The answer should be an exact copy of the lines from the line with "one is given" through the last line of the entries, and no other lines.

── RECORD EXCERPTS

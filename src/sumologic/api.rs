//! Authenticated request execution against the Sumo Logic API

use super::error::{Result, SumoError};
use super::retry::{self, RetryPolicy};
use base64::{engine::general_purpose, Engine as _};
use reqwest::header::{HeaderMap, AUTHORIZATION, IF_MATCH};
use reqwest::{Method, StatusCode};
use serde::de::DeserializeOwned;
use serde::Serialize;
use std::time::Duration;
use tracing::{debug, error};

/// Public Sumo Logic API endpoint
pub const DEFAULT_API_ENDPOINT: &str = "https://api.sumologic.com/api/v1";

/// Per-attempt HTTP timeout (30 seconds)
pub const DEFAULT_REQUEST_TIMEOUT: Duration = Duration::from_secs(30);

/// HTTP Basic credentials (access id and access key)
#[derive(Clone)]
pub struct Credentials {
    pub username: String,
    pub password: String,
}

impl Credentials {
    pub fn new(username: impl Into<String>, password: impl Into<String>) -> Self {
        Self {
            username: username.into(),
            password: password.into(),
        }
    }

    fn authorization(&self) -> String {
        let credentials = format!("{}:{}", self.username, self.password);
        format!("Basic {}", general_purpose::STANDARD.encode(credentials))
    }
}

impl std::fmt::Debug for Credentials {
    fn fmt(&self, f: &mut std::fmt::Formatter<'_>) -> std::fmt::Result {
        f.debug_struct("Credentials")
            .field("username", &self.username)
            .field("password", &"<redacted>")
            .finish()
    }
}

/// A single API request
#[derive(Debug, Clone)]
pub struct ApiRequest {
    pub method: Method,
    pub url: String,
    pub body: Option<serde_json::Value>,
    pub if_match: Option<String>,
}

impl ApiRequest {
    pub fn new(method: Method, url: impl Into<String>) -> Self {
        Self {
            method,
            url: url.into(),
            body: None,
            if_match: None,
        }
    }

    pub fn get(url: impl Into<String>) -> Self {
        Self::new(Method::GET, url)
    }

    pub fn post(url: impl Into<String>) -> Self {
        Self::new(Method::POST, url)
    }

    pub fn put(url: impl Into<String>) -> Self {
        Self::new(Method::PUT, url)
    }

    pub fn delete(url: impl Into<String>) -> Self {
        Self::new(Method::DELETE, url)
    }

    /// Attach a JSON body
    pub fn json<T: Serialize>(mut self, body: &T) -> Result<Self> {
        self.body = Some(serde_json::to_value(body).map_err(SumoError::Encode)?);
        Ok(self)
    }

    /// Make the request conditional on the given etag
    pub fn if_match(mut self, etag: impl Into<String>) -> Self {
        self.if_match = Some(etag.into());
        self
    }
}

/// Unparsed API response
#[derive(Debug, Clone)]
pub struct RawResponse {
    pub url: String,
    pub status: u16,
    pub headers: HeaderMap,
    pub body: String,
}

impl RawResponse {
    /// Header value as a string, if present and valid UTF-8
    pub fn header(&self, name: &str) -> Option<&str> {
        self.headers.get(name).and_then(|v| v.to_str().ok())
    }

    /// Parse the body as JSON.
    ///
    /// The status code and raw body are logged when the body does not parse.
    pub fn json<T: DeserializeOwned>(&self) -> Result<T> {
        serde_json::from_str(&self.body).map_err(|source| {
            error!(
                url = %self.url,
                status = self.status,
                body = %self.body,
                "Failed to parse API response as JSON"
            );
            SumoError::Parse {
                url: self.url.clone(),
                status: self.status,
                source,
            }
        })
    }
}

/// HTTP client bound to one endpoint and one set of credentials
#[derive(Debug, Clone)]
pub struct SumoApi {
    client: reqwest::Client,
    endpoint: String,
    credentials: Credentials,
}

impl SumoApi {
    pub fn new(
        endpoint: impl Into<String>,
        credentials: Credentials,
        request_timeout: Duration,
    ) -> Result<Self> {
        let client = reqwest::Client::builder()
            .timeout(request_timeout)
            .user_agent(concat!("sumo-source/", env!("CARGO_PKG_VERSION")))
            .build()?;

        Ok(Self {
            client,
            endpoint: endpoint.into().trim_end_matches('/').to_string(),
            credentials,
        })
    }

    pub fn endpoint(&self) -> &str {
        &self.endpoint
    }

    /// Absolute URL of an API path
    pub fn url(&self, path: &str) -> String {
        format!("{}/{}", self.endpoint, path.trim_start_matches('/'))
    }

    /// Perform one attempt of `request`.
    ///
    /// A 412 answer means the `If-Match` etag was stale and is reported as
    /// [`SumoError::EtagMismatch`]; any other non-success status is
    /// [`SumoError::Api`].
    pub async fn execute(&self, request: &ApiRequest) -> Result<RawResponse> {
        let mut builder = self
            .client
            .request(request.method.clone(), &request.url)
            .header(AUTHORIZATION, self.credentials.authorization());

        if let Some(etag) = &request.if_match {
            builder = builder.header(IF_MATCH, etag);
        }
        if let Some(body) = &request.body {
            builder = builder.json(body);
        }

        let response = builder.send().await?;
        let status = response.status();
        let headers = response.headers().clone();
        let body = response.text().await?;

        debug!(
            method = %request.method,
            url = %request.url,
            status = status.as_u16(),
            "API request completed"
        );

        if status == StatusCode::PRECONDITION_FAILED {
            return Err(SumoError::EtagMismatch {
                method: request.method.to_string(),
                url: request.url.clone(),
                status: status.as_u16(),
                body,
            });
        }
        if !status.is_success() {
            return Err(SumoError::Api {
                method: request.method.to_string(),
                url: request.url.clone(),
                status: status.as_u16(),
                body,
            });
        }

        Ok(RawResponse {
            url: request.url.clone(),
            status: status.as_u16(),
            headers,
            body,
        })
    }

    /// Perform `request`, retrying under `policy` when one is given
    pub async fn request(
        &self,
        request: &ApiRequest,
        policy: Option<RetryPolicy>,
    ) -> Result<RawResponse> {
        retry::run(policy, move || self.execute(request)).await
    }

    /// Perform `request` and parse the response body as JSON
    pub async fn request_json<T: DeserializeOwned>(
        &self,
        request: &ApiRequest,
        policy: Option<RetryPolicy>,
    ) -> Result<T> {
        self.request(request, policy).await?.json()
    }
}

────

_RESULT FOR THIS EXERCISE_.
    /// Perform `request`, retrying under `policy` when one is given
    pub async fn request(
        &self,
        request: &ApiRequest,
        policy: Option<RetryPolicy>,
    ) -> Result<RawResponse> {
        retry::run(policy, move || self.execute(request)).await
    }

    /// Perform `request` and parse the response body as JSON
    pub async fn request_json<T: DeserializeOwned>(
        &self,
        request: &ApiRequest,
        policy: Option<RetryPolicy>,
    ) -> Result<T> {
        self.request(request, policy).await?.json()
    }
}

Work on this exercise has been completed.